In this month’s From the Newsroom, The Age’s investigations editor Michael Bachelard shares exclusive behind-the-scenes insights on how his recent exposé into nursing homes came about.
Sometimes, investigative reporting is a slow burn. But my recent series on nursing homes was slower than most. In fact, for long periods, the fire was in danger of going out entirely.
I was first approached to write about a nursing home in 2010 by a Catholic priest who was being kicked out of his job at an Italian facility in Rosanna, Melbourne.
The home was run by a former Labor aged care minister, Peter Staples. And it had its share of problems – resident complaints, an unfair dismissal case, people on stress leave, odd financial dealings.
I followed that story for several months, but it was the flood of calls I had as a result that made me want to delve deeper.
Nurses, residents, families of residents, called saying this home was just a tiny part of a systemic issue.

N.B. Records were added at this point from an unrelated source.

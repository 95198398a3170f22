use std::ffi::CStr;
use std::rc::Rc;

use ash::vk;

use crate::commands::queue::GfxQueue;
use crate::foundation::debug_messenger::GfxDebugMessenger;
use crate::foundation::device::GfxDevice;
use crate::foundation::instance::GfxInstance;
use crate::foundation::mem_allocator::GfxMemAllocator;
use crate::foundation::physical_device::GfxPhysicalDevice;

/// foundation 各部分的聚合：instance、physical device、device、
/// graphics queue 以及 VMA allocator
///
/// 初始化顺序即字段声明顺序，销毁顺序相反
pub struct GfxContext {
    _entry: ash::Entry,
    instance: GfxInstance,
    debug_messenger: GfxDebugMessenger,
    physical_device: GfxPhysicalDevice,
    device: Rc<GfxDevice>,
    graphics_queue: Rc<GfxQueue>,
    allocator: Rc<GfxMemAllocator>,
}

// 创建与销毁
impl GfxContext {
    const ENGINE_NAME: &'static str = "Silvis";

    pub fn new(app_name: &str, extra_instance_exts: Vec<&'static CStr>) -> Self {
        let entry = unsafe { ash::Entry::load().unwrap() };
        let instance = GfxInstance::new(&entry, app_name, Self::ENGINE_NAME, extra_instance_exts);
        let debug_messenger = GfxDebugMessenger::new(&entry, instance.ash_instance());
        let physical_device = GfxPhysicalDevice::pick(instance.ash_instance());
        let device = Rc::new(GfxDevice::new(instance.ash_instance(), &physical_device));

        let queue_family = physical_device.graphics_queue_family();
        let vk_queue = unsafe { device.get_device_queue(queue_family.queue_family_index, 0) };
        let graphics_queue = Rc::new(GfxQueue::new(device.clone(), vk_queue, queue_family));

        let allocator = Rc::new(GfxMemAllocator::new(
            instance.ash_instance(),
            physical_device.vk_handle(),
            device.ash_device(),
        ));

        Self {
            _entry: entry,
            instance,
            debug_messenger,
            physical_device,
            device,
            graphics_queue,
            allocator,
        }
    }

    pub fn destroy(self) {
        drop(self.allocator);
        Rc::try_unwrap(self.device)
            .unwrap_or_else(|_| panic!("GfxDevice still referenced at GfxContext teardown"))
            .destroy();
        self.debug_messenger.destroy();
        self.instance.destroy();
    }
}

// getters
impl GfxContext {
    #[inline]
    pub fn entry(&self) -> &ash::Entry {
        &self._entry
    }

    #[inline]
    pub fn instance(&self) -> &GfxInstance {
        &self.instance
    }

    #[inline]
    pub fn physical_device(&self) -> &GfxPhysicalDevice {
        &self.physical_device
    }

    #[inline]
    pub fn device(&self) -> Rc<GfxDevice> {
        self.device.clone()
    }

    #[inline]
    pub fn graphics_queue(&self) -> Rc<GfxQueue> {
        self.graphics_queue.clone()
    }

    #[inline]
    pub fn allocator(&self) -> Rc<GfxMemAllocator> {
        self.allocator.clone()
    }

    /// swapchain image 的 layout 是 present engine 关心的，
    /// surface format 的选择则交给 swapchain 模块
    #[inline]
    pub fn vk_physical_device(&self) -> vk::PhysicalDevice {
        self.physical_device.vk_handle()
    }
}
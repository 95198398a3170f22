use std::rc::Rc;

use ash::vk;
use vk_mem::Alloc;

use crate::foundation::debug_messenger::GfxDebugType;
use crate::foundation::device::GfxDevice;
use crate::foundation::mem_allocator::GfxMemAllocator;

/// 创建 image 所需的全部信息
///
/// 保留在 `GfxImage2D` 上，资源池按这个结构做匹配
#[derive(Clone, Debug, PartialEq, Eq)]
pub struct GfxImageDesc {
    pub format: vk::Format,
    pub extent: vk::Extent3D,
    pub usage: vk::ImageUsageFlags,
    pub mip_levels: u32,
    pub array_layers: u32,
    pub samples: vk::SampleCountFlags,
    pub tiling: vk::ImageTiling,
}

impl GfxImageDesc {
    #[inline]
    pub fn new_2d(width: u32, height: u32, format: vk::Format, usage: vk::ImageUsageFlags) -> Self {
        Self {
            format,
            extent: vk::Extent3D {
                width,
                height,
                depth: 1,
            },
            usage,
            mip_levels: 1,
            array_layers: 1,
            samples: vk::SampleCountFlags::TYPE_1,
            tiling: vk::ImageTiling::OPTIMAL,
        }
    }

    /// 从格式推断 aspect
    pub fn infer_aspect(format: vk::Format) -> vk::ImageAspectFlags {
        match format {
            vk::Format::D16_UNORM | vk::Format::D32_SFLOAT | vk::Format::X8_D24_UNORM_PACK32 => {
                vk::ImageAspectFlags::DEPTH
            }
            vk::Format::S8_UINT => vk::ImageAspectFlags::STENCIL,
            vk::Format::D16_UNORM_S8_UINT | vk::Format::D24_UNORM_S8_UINT | vk::Format::D32_SFLOAT_S8_UINT => {
                vk::ImageAspectFlags::DEPTH | vk::ImageAspectFlags::STENCIL
            }
            _ => vk::ImageAspectFlags::COLOR,
        }
    }

    fn as_create_info(&self) -> vk::ImageCreateInfo<'static> {
        vk::ImageCreateInfo::default()
            .image_type(vk::ImageType::TYPE_2D)
            .format(self.format)
            .extent(self.extent)
            .mip_levels(self.mip_levels)
            .array_layers(self.array_layers)
            .samples(self.samples)
            .tiling(self.tiling)
            .usage(self.usage)
            .sharing_mode(vk::SharingMode::EXCLUSIVE)
            .initial_layout(vk::ImageLayout::UNDEFINED)
    }
}

/// VMA 分配的 2D image，连同默认的 image view
pub struct GfxImage2D {
    handle: vk::Image,
    view: vk::ImageView,
    allocation: vk_mem::Allocation,
    desc: GfxImageDesc,

    device: Rc<GfxDevice>,
    allocator: Rc<GfxMemAllocator>,
    name: String,
}

// 创建与销毁
impl GfxImage2D {
    /// 创建 GPU-only 的 image，分配失败时向上传递错误
    pub fn new(
        device: Rc<GfxDevice>,
        allocator: Rc<GfxMemAllocator>,
        desc: GfxImageDesc,
        debug_name: &str,
    ) -> Result<Self, vk::Result> {
        let alloc_info = vk_mem::AllocationCreateInfo {
            usage: vk_mem::MemoryUsage::AutoPreferDevice,
            ..Default::default()
        };
        let (handle, allocation) = unsafe { allocator.create_image(&desc.as_create_info(), &alloc_info)? };

        let aspect = GfxImageDesc::infer_aspect(desc.format);
        let view_ci = vk::ImageViewCreateInfo::default()
            .image(handle)
            .view_type(vk::ImageViewType::TYPE_2D)
            .format(desc.format)
            .subresource_range(vk::ImageSubresourceRange {
                aspect_mask: aspect,
                base_mip_level: 0,
                level_count: desc.mip_levels,
                base_array_layer: 0,
                layer_count: desc.array_layers,
            });
        let view = unsafe { device.create_image_view(&view_ci, None)? };

        let image = Self {
            handle,
            view,
            allocation,
            desc,
            device: device.clone(),
            allocator,
            name: debug_name.to_string(),
        };
        device.set_debug_name(&image, debug_name);
        device.set_object_debug_name(view, format!("{}-view", debug_name));
        Ok(image)
    }

    pub fn destroy(mut self) {
        unsafe {
            self.device.destroy_image_view(self.view, None);
            self.allocator.destroy_image(self.handle, &mut self.allocation);
        }
    }
}

// getters
impl GfxImage2D {
    #[inline]
    pub fn handle(&self) -> vk::Image {
        self.handle
    }

    #[inline]
    pub fn view(&self) -> vk::ImageView {
        self.view
    }

    #[inline]
    pub fn desc(&self) -> &GfxImageDesc {
        &self.desc
    }

    #[inline]
    pub fn format(&self) -> vk::Format {
        self.desc.format
    }

    #[inline]
    pub fn extent(&self) -> vk::Extent3D {
        self.desc.extent
    }

    #[inline]
    pub fn name(&self) -> &str {
        &self.name
    }
}

impl GfxDebugType for GfxImage2D {
    fn debug_type_name() -> &'static str {
        "GfxImage2D"
    }

    fn vk_handle(&self) -> impl vk::Handle {
        self.handle
    }
}
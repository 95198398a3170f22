//! 错误类型
//!
//! 错误分为三类：
//! - 编程错误（未知 handle、重复的 depth attachment、非法的 desc）直接 panic；
//! - 帧级失败（分配失败、提交失败）通过 [`RdgError`] 向上传递；
//! - Pass 回调内的失败通过 [`RdgPassError`] 返回，执行器记录日志后继续后续 Pass。

use ash::vk;

pub type RdgResult<T> = Result<T, RdgError>;

/// 导致整帧失败的错误，调用方应当丢弃当前帧并恢复
#[derive(Debug)]
pub enum RdgError {
    /// 瞬态资源分配失败
    AllocationFailed { name: String, result: vk::Result },
    /// queue submit 失败
    SubmitFailed { result: vk::Result },
}

impl std::fmt::Display for RdgError {
    fn fmt(&self, f: &mut std::fmt::Formatter<'_>) -> std::fmt::Result {
        match self {
            RdgError::AllocationFailed { name, result } => {
                write!(f, "failed to allocate transient resource '{}': {:?}", name, result)
            }
            RdgError::SubmitFailed { result } => write!(f, "queue submit failed: {:?}", result),
        }
    }
}

impl std::error::Error for RdgError {}

pub type RdgPassResult = Result<(), RdgPassError>;

/// Pass 回调内部的失败
///
/// 不会波及整帧：执行器记录日志，跳过该 Pass 剩余部分，继续执行后续 Pass
#[derive(Debug)]
pub struct RdgPassError {
    message: String,
}

impl RdgPassError {
    pub fn new(message: impl Into<String>) -> Self {
        Self {
            message: message.into(),
        }
    }
}

impl std::fmt::Display for RdgPassError {
    fn fmt(&self, f: &mut std::fmt::Formatter<'_>) -> std::fmt::Result {
        write!(f, "{}", self.message)
    }
}

impl std::error::Error for RdgPassError {}

impl From<&str> for RdgPassError {
    fn from(message: &str) -> Self {
        Self::new(message)
    }
}

impl From<String> for RdgPassError {
    fn from(message: String) -> Self {
        Self::new(message)
    }
}
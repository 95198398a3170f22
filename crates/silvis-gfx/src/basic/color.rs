//! debug utils label 使用的颜色

pub struct LabelColor;

impl LabelColor {
    pub const COLOR_PASS: glam::Vec4 = glam::Vec4::new(0.2, 0.6, 0.9, 1.0);
    pub const COLOR_CMD: glam::Vec4 = glam::Vec4::new(0.4, 0.8, 0.4, 1.0);
    pub const COLOR_QUEUE: glam::Vec4 = glam::Vec4::new(0.9, 0.6, 0.2, 1.0);
    pub const COLOR_STAGE: glam::Vec4 = glam::Vec4::new(0.7, 0.4, 0.9, 1.0);
}
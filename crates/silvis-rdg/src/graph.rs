//! RdgBuilder：render graph 的唯一拥有者
//!
//! 录制接口、编译入口和执行入口都在这一个类型上。
//! builder 是单帧对象：`execute` 消费 self，录制状态不会跨帧泄漏。

use std::cell::RefCell;
use std::rc::Rc;

use ash::vk;
use silvis_gfx::commands::command_buffer::GfxCommandBuffer;
use silvis_gfx::commands::pool_manager::GfxCommandPoolManager;
use silvis_gfx::commands::queue::GfxQueue;
use silvis_gfx::foundation::device::GfxDevice;
use silvis_gfx::foundation::mem_allocator::GfxMemAllocator;
use silvis_gfx::resources::buffer::GfxBuffer;
use silvis_gfx::resources::image::GfxImage2D;
use silvis_gfx::swapchain::swapchain::GfxSwapchain;

use crate::accessor::RdgResourceAccessor;
use crate::barrier::RdgBarrier;
use crate::compile::{
    analyze_resource_lifetimes, build_compiled_passes, compute_barriers, cull_unused_passes,
    validate_resource_states, RdgCompiledPass,
};
use crate::error::{RdgPassResult, RdgResult};
use crate::handle::{RdgBufferHandle, RdgTextureHandle};
use crate::pass::{RdgPass, RdgPassCallback, RdgPassRef};
use crate::pool::RdgTransientPool;
use crate::registry::RdgResourceRegistry;
use crate::resource::{RdgBufferDesc, RdgBufferRecord, RdgTextureDesc, RdgTextureRecord};

pub struct RdgBuilder {
    pub(crate) device: Rc<GfxDevice>,
    pub(crate) graphics_queue: Rc<GfxQueue>,
    pub(crate) cmd_manager: Rc<GfxCommandPoolManager>,
    pub(crate) allocator: Rc<GfxMemAllocator>,
    pub(crate) pool: Rc<RefCell<RdgTransientPool>>,

    pub(crate) registry: RdgResourceRegistry,
    pub(crate) passes: Vec<RdgPass>,
    pub(crate) compiled: Vec<RdgCompiledPass>,
    /// 最后一个 Pass 之后发射的 present 转换
    pub(crate) final_barriers: Vec<RdgBarrier>,
    /// 本帧瞬态 backing，binding 中的 slot 指向这里
    pub(crate) frame_images: Vec<GfxImage2D>,
    pub(crate) frame_buffers: Vec<GfxBuffer>,

    compiled_flag: bool,
}

// 创建
impl RdgBuilder {
    pub fn new(
        device: Rc<GfxDevice>,
        graphics_queue: Rc<GfxQueue>,
        cmd_manager: Rc<GfxCommandPoolManager>,
        allocator: Rc<GfxMemAllocator>,
        pool: Rc<RefCell<RdgTransientPool>>,
    ) -> Self {
        Self {
            device,
            graphics_queue,
            cmd_manager,
            allocator,
            pool,
            registry: RdgResourceRegistry::new(),
            passes: Vec::new(),
            compiled: Vec::new(),
            final_barriers: Vec::new(),
            frame_images: Vec::new(),
            frame_buffers: Vec::new(),
            compiled_flag: false,
        }
    }
}

// 瞬态资源声明
impl RdgBuilder {
    /// 声明一个瞬态 texture，非法的 desc 是编程错误
    pub fn create_transient_texture(&mut self, desc: RdgTextureDesc) -> RdgTextureHandle {
        assert!(desc.is_valid(), "Invalid transient texture desc: '{}'", desc.name);
        self.registry.register_texture(RdgTextureRecord::new_transient(desc))
    }

    /// 声明一个瞬态 buffer
    pub fn create_transient_buffer(&mut self, desc: RdgBufferDesc) -> RdgBufferHandle {
        assert!(desc.is_valid(), "Invalid transient buffer desc: '{}'", desc.name);
        self.registry.register_buffer(RdgBufferRecord::new_transient(desc))
    }

    /// 2D texture 的便利声明
    pub fn create_texture_2d(
        &mut self,
        name: impl Into<String>,
        format: vk::Format,
        width: u32,
        height: u32,
        usage: vk::ImageUsageFlags,
    ) -> RdgTextureHandle {
        self.create_transient_texture(RdgTextureDesc::new_2d(name, format, width, height, usage))
    }

    /// RGBA8 color buffer 的便利声明
    pub fn create_color_buffer(&mut self, name: impl Into<String>, width: u32, height: u32) -> RdgTextureHandle {
        self.create_texture_2d(
            name,
            vk::Format::R8G8B8A8_UNORM,
            width,
            height,
            vk::ImageUsageFlags::COLOR_ATTACHMENT | vk::ImageUsageFlags::SAMPLED,
        )
    }

    /// D32 depth buffer 的便利声明
    pub fn create_depth_buffer(&mut self, name: impl Into<String>, width: u32, height: u32) -> RdgTextureHandle {
        self.create_texture_2d(
            name,
            vk::Format::D32_SFLOAT,
            width,
            height,
            vk::ImageUsageFlags::DEPTH_STENCIL_ATTACHMENT | vk::ImageUsageFlags::SAMPLED,
        )
    }
}

// 外部资源导入
impl RdgBuilder {
    /// 导入外部 texture
    ///
    /// graph 只拷贝裸 handle，调用方保证 backing 比当前帧活得久，
    /// graph 绝不释放它
    pub fn import_external_texture(
        &mut self,
        image: &GfxImage2D,
        name: impl Into<String>,
        current_layout: vk::ImageLayout,
    ) -> RdgTextureHandle {
        let gfx_desc = image.desc();
        let desc = RdgTextureDesc {
            name: name.into(),
            format: gfx_desc.format,
            extent: gfx_desc.extent,
            usage: gfx_desc.usage,
            mip_levels: gfx_desc.mip_levels,
            array_layers: gfx_desc.array_layers,
            samples: gfx_desc.samples,
            tiling: gfx_desc.tiling,
        };
        self.registry.register_texture(RdgTextureRecord::new_external(
            desc,
            image.handle(),
            image.view(),
            current_layout,
        ))
    }

    /// 导入外部 buffer
    pub fn import_external_buffer(&mut self, buffer: &GfxBuffer, name: impl Into<String>) -> RdgBufferHandle {
        let desc = RdgBufferDesc::new(name, buffer.size(), buffer.usage());
        self.registry.register_buffer(RdgBufferRecord::new_external(desc, buffer.handle()))
    }

    /// 导入 swapchain image
    ///
    /// layout 从 Undefined 开始；编译器会在首次使用前转换到
    /// COLOR_ATTACHMENT_OPTIMAL，在最后一次使用后转换到 PRESENT_SRC_KHR
    pub fn import_swapchain_image(&mut self, swapchain: &GfxSwapchain, image_index: u32) -> RdgTextureHandle {
        let extent = swapchain.extent();
        let desc = RdgTextureDesc::new_2d(
            format!("swapchain-image-{image_index}"),
            swapchain.format(),
            extent.width,
            extent.height,
            vk::ImageUsageFlags::COLOR_ATTACHMENT,
        );

        let mut record = RdgTextureRecord::new_external(
            desc,
            swapchain.image(image_index),
            swapchain.image_view(image_index),
            vk::ImageLayout::UNDEFINED,
        );
        record.swapchain_image_index = Some(image_index);
        self.registry.register_texture(record)
    }
}

// Pass 录制
impl RdgBuilder {
    /// 添加一个 Pass（简单回调）
    ///
    /// 返回的 [`RdgPassRef`] 用于链式声明资源依赖
    pub fn add_pass(
        &mut self,
        name: impl Into<String>,
        callback: impl FnOnce(&GfxCommandBuffer) -> RdgPassResult + 'static,
    ) -> RdgPassRef<'_> {
        self.push_pass(RdgPass::new(name, Some(RdgPassCallback::Plain(Box::new(callback)))))
    }

    /// 添加一个 Pass（带资源访问器的回调）
    pub fn add_pass_with_accessor(
        &mut self,
        name: impl Into<String>,
        callback: impl FnOnce(&GfxCommandBuffer, &RdgResourceAccessor) -> RdgPassResult + 'static,
    ) -> RdgPassRef<'_> {
        self.push_pass(RdgPass::new(name, Some(RdgPassCallback::Accessor(Box::new(callback)))))
    }

    fn push_pass(&mut self, pass: RdgPass) -> RdgPassRef<'_> {
        assert!(!self.compiled_flag, "Cannot add passes after compile");
        self.passes.push(pass);

        let pass = self.passes.last_mut().unwrap();
        RdgPassRef {
            pass,
            registry: &self.registry,
        }
    }
}

// 查询与调试
impl RdgBuilder {
    #[inline]
    pub fn pass_count(&self) -> usize {
        self.passes.len()
    }

    #[inline]
    pub fn transient_resource_count(&self) -> usize {
        self.registry.transient_count()
    }

    /// 输出编译后的执行计划，调试用
    pub fn print_execution_plan(&self) {
        log::info!("=== execution plan ===");
        for compiled_pass in &self.compiled {
            let pass = &self.passes[compiled_pass.pass_index];
            log::info!(
                "[{}] {} ({}) - {} barriers",
                compiled_pass.pass_index,
                pass.name,
                if compiled_pass.active { "active" } else { "culled" },
                compiled_pass.barriers.len()
            );
        }
        log::info!("{} trailing present transitions", self.final_barriers.len());
    }
}

// 编译与执行
impl RdgBuilder {
    /// 编译：五个阶段依次运行，之后录制接口不可再使用
    pub(crate) fn compile(&mut self) {
        assert!(!self.compiled_flag, "RdgBuilder::compile: already compiled");

        log::debug!(
            "compiling render graph: {} passes, {} transient resources",
            self.passes.len(),
            self.registry.transient_count()
        );

        self.compiled = build_compiled_passes(&self.passes);
        cull_unused_passes(&self.passes, &self.registry, &mut self.compiled);
        analyze_resource_lifetimes(&self.passes, &mut self.registry, &self.compiled);
        validate_resource_states(&self.passes, &self.registry, &self.compiled);
        self.final_barriers = compute_barriers(&self.passes, &mut self.registry, &mut self.compiled);

        self.compiled_flag = true;

        let active = self.compiled.iter().filter(|p| p.active).count();
        log::debug!("render graph compiled: {}/{} passes active", active, self.compiled.len());
    }

    /// 编译并提交当前帧
    ///
    /// 消费 self：builder 是单帧对象。
    /// 提交之后 CPU 不等待；需要同步的调用方自行等待 sync 里的 fence
    pub fn execute(mut self, sync: Option<&crate::sync::RdgSyncBundle>) -> RdgResult<()> {
        self.compile();
        self.allocate_transients()?;
        let result = self.record_and_submit(sync);
        // 帧末归还 backing；提交失败的帧没有进入 GPU，归还同样安全
        self.release_transients();
        result
    }
}
//! 资源访问器
//!
//! Pass 执行回调中把虚拟 handle 解析为物理资源。
//! 只在发起它的 Pass 执行期间有效，不拥有 graph，不应被缓存。

use std::cell::RefCell;

use ash::vk;
use silvis_gfx::foundation::device::GfxDevice;
use silvis_gfx::resources::buffer::GfxBuffer;
use silvis_gfx::resources::image::GfxImage2D;

use crate::handle::{RdgBufferHandle, RdgTextureHandle};
use crate::pool::RdgTransientPool;
use crate::registry::RdgResourceRegistry;
use crate::resource::{RdgBufferBinding, RdgTextureBinding};
use crate::sampler::RdgSamplerKind;

pub struct RdgResourceAccessor<'a> {
    pub(crate) device: &'a GfxDevice,
    pub(crate) registry: &'a RdgResourceRegistry,
    pub(crate) frame_images: &'a [GfxImage2D],
    pub(crate) frame_buffers: &'a [GfxBuffer],
    pub(crate) pool: &'a RefCell<RdgTransientPool>,
}

// texture 访问
impl RdgResourceAccessor<'_> {
    /// backing 的 image view，用于写 descriptor
    pub fn texture_view(&self, handle: RdgTextureHandle) -> vk::ImageView {
        match self.registry.texture(handle).binding {
            RdgTextureBinding::Transient { slot } => self.frame_images[slot].view(),
            RdgTextureBinding::External { view, .. } => view,
            RdgTextureBinding::None => panic!("Texture {:?} has no physical binding", handle),
        }
    }

    /// backing 的 image 本体，面向需要裸属性的高级用法
    pub fn texture(&self, handle: RdgTextureHandle) -> vk::Image {
        match self.registry.texture(handle).binding {
            RdgTextureBinding::Transient { slot } => self.frame_images[slot].handle(),
            RdgTextureBinding::External { image, .. } => image,
            RdgTextureBinding::None => panic!("Texture {:?} has no physical binding", handle),
        }
    }

    /// texture 的当前 layout
    pub fn texture_layout(&self, handle: RdgTextureHandle) -> vk::ImageLayout {
        self.registry.texture(handle).current_layout
    }
}

// buffer 访问
impl RdgResourceAccessor<'_> {
    pub fn buffer(&self, handle: RdgBufferHandle) -> vk::Buffer {
        match self.registry.buffer(handle).binding {
            RdgBufferBinding::Transient { slot } => self.frame_buffers[slot].handle(),
            RdgBufferBinding::External { buffer } => buffer,
            RdgBufferBinding::None => panic!("Buffer {:?} has no physical binding", handle),
        }
    }

    /// backing 的 buffer 对象；外部导入的 buffer 由调用方持有，返回 None
    pub fn buffer_object(&self, handle: RdgBufferHandle) -> Option<&GfxBuffer> {
        match self.registry.buffer(handle).binding {
            RdgBufferBinding::Transient { slot } => Some(&self.frame_buffers[slot]),
            RdgBufferBinding::External { .. } => None,
            RdgBufferBinding::None => panic!("Buffer {:?} has no physical binding", handle),
        }
    }

    /// buffer 的 GPU 地址，要求声明时带有 SHADER_DEVICE_ADDRESS usage
    pub fn buffer_device_address(&self, handle: RdgBufferHandle) -> vk::DeviceAddress {
        let record = self.registry.buffer(handle);
        assert!(
            record.desc.usage.contains(vk::BufferUsageFlags::SHADER_DEVICE_ADDRESS),
            "Buffer '{}' was not declared with SHADER_DEVICE_ADDRESS usage",
            record.desc.name
        );

        match record.binding {
            RdgBufferBinding::Transient { slot } => self.frame_buffers[slot].device_address(),
            RdgBufferBinding::External { buffer } => unsafe {
                self.device.get_buffer_device_address(&vk::BufferDeviceAddressInfo::default().buffer(buffer))
            },
            RdgBufferBinding::None => panic!("Buffer {:?} has no physical binding", handle),
        }
    }
}

// 采样器
impl RdgResourceAccessor<'_> {
    /// graph 自有的便利采样器，首次请求时创建
    ///
    /// 外部导入的纹理应当使用它们自己的采样器
    pub fn sampler(&self, kind: RdgSamplerKind) -> vk::Sampler {
        self.pool.borrow_mut().sampler(kind)
    }

    /// 最常用的 LinearClamp
    #[inline]
    pub fn default_sampler(&self) -> vk::Sampler {
        self.sampler(RdgSamplerKind::LinearClamp)
    }
}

One nurse in particular, who was off the record, talked to me about what would be become a consistent theme: poor staffing and big profits.
I pitched an investigative story to my editor. She liked it, but she wanted me to do something else first. Then something again. Then I was appointed Indonesia correspondent and headed off to Jakarta. For three years the story was on ice.
I got back in 2015. The Aged Care legislation had changed, the government had changed. But the problems, I was convinced, remained.
This was an issue that affected nearly 200,000 Australians and would come to have an impact on millions more in coming years.
For almost another three years, though, this was always the story that went on the backburner. Others were more pressing or more time sensitive.
Other media outlets wrote horror stories about the treatment of individuals or poor nursing homes. They never looked hard at the systemic issues behind them.
I began to feel that I would be in aged care myself before this story ever got written.
Still, I chipped away. I interviewed scores of people, then often had to reinterview them.
Three subjects died along the way.
Various arms of the government – the Health department, the parliament, the “Aged Care Sector Committee” – kept up a continual barrage of reports. Reading them alone was virtually a full-time job.
Slowly, though, momentum was growing. My colleague Nick McKenzie and I put a note out asking people to come forward with their stories. Twenty or so did.
People wanted their stories told.
And so finally, I took time off from my editing roles, bit the bullet and wrote it. Fairfax backed a series of more than 10,000 words over four days of depressing and complex journalism.
The feedback – except from the industry – has been overwhelmingly positive. People are grateful that someone has taken their concerns about a diabolically complex, hidden and compromised system seriously.
And, with any luck, this reporting will help build momentum in the government to open it up, to expose it to more scrutiny and better (not necessarily more) regulation.
Then, perhaps, we can say we helped prompt change in a system that’s in dire need of it.